Anyway, the puzzle of the productivity slowdown may have a tripartite solution: 1/3 because after you have consumer satisfaction and comfort, you then become limited by your available time; 1/3 of it because infotech allows continuous nonmonetized satisfaction, repair, and improvements; and 1/3 of it because a larger portion of available employment does not allow of productivity increase out there in the market, and is thus a drag on the (monetized) GDP.

Cheer up. It's a good thing. We go to a ten-hour work week, and everybody can get really cookin'!

(This is just about what half the 19th-century thinkers expected to happen, though it was delayed by a century of wars and technological advance.)

However, that leaves us, at present, with the problems of the very, very few things which are currently increasing in price because of EXOGENOUS factors: 1. because they are TRULY scarce (e.g. desirable real estate at the beach) or 2. because technical advance has NOT reduced costs in humanly-necessary sectors (e.g. primarily, healthcare and medicine).

So in these exogenous items, I think we'll see a transition period: Desirable real estate slowly ends up in state parks, or in timeshares or lotteries. And I'll bet that the costs of healthcare are about to start coming down, because biotech-nanotech-genomics-masscomputation is the right tool for the job, after millennia of drifting and chance. Until then, a gov't monopsony could fund the private medical sector, and even print the money as necessary.

It's weird for an economist to say that my cable internet is capturing the value created by Facebook. That's like saying that the interstates are capturing the value of interstate trucking.

I guess we'll see. With all these cable mergers, and with cable TV going the way of the compact disc, there will be pressure on cable companies to capture more of that value through price increases on broadband.

It isn't weird at all, is it easier if you replace "interstates" with "toll roads"?

Easier, for sure. But obviously false, right?

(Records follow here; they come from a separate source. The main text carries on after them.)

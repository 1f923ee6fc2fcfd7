//! Environment variable secret provider.
//!
//! The inference token is read from the process environment. A `.env` file
//! in the working directory (or any parent) is loaded first; variables that
//! are already set take precedence over the file.

use std::path::PathBuf;

use secrecy::SecretString;

use healthchat_types::error::ConfigError;

/// Read-only credential lookup backed by environment variables.
pub struct EnvSecretProvider;

impl EnvSecretProvider {
    /// Create a new environment variable secret provider.
    pub fn new() -> Self {
        Self
    }

    /// Load `.env` into the process environment, if one can be found.
    ///
    /// Returns the path of the file that was loaded.
    pub fn load_dotenv() -> Option<PathBuf> {
        match dotenv::dotenv() {
            Ok(path) => {
                tracing::debug!(path = %path.display(), "Loaded .env file");
                Some(path)
            }
            Err(e) => {
                tracing::debug!(error = %e, "No .env file loaded");
                None
            }
        }
    }

    /// Look up `key`. Unset, non-Unicode and blank values all count as absent.
    pub fn get(&self, key: &str) -> Option<SecretString> {
        match std::env::var(key) {
            Ok(val) if !val.trim().is_empty() => Some(SecretString::from(val)),
            Ok(_) => None,
            Err(std::env::VarError::NotPresent) => None,
            Err(std::env::VarError::NotUnicode(_)) => None,
        }
    }

    /// Look up `key`, failing with [`ConfigError::MissingCredential`] when absent.
    pub fn require(&self, key: &str) -> Result<SecretString, ConfigError> {
        self.get(key).ok_or_else(|| ConfigError::MissingCredential {
            name: key.to_string(),
        })
    }
}

impl Default for EnvSecretProvider {
    fn default() -> Self {
        Self::new()
    }
}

If the tolls were higher than the price of maintaining the road, then indeed the toll company would be capturing some of the value provided by the trucking service.

If the consumer surplus was really large you would see subscription or other fee based models for Google, Facebook, etc. You don't.

Search/social charge fees? It doesn't seem possible when there will always be free alternatives.

Not necessarily. Facebook and Google make mountains of cash from advertising. Why would they want to risk that revenue stream by introducing a new set of fees that potentially opens the door to competitors?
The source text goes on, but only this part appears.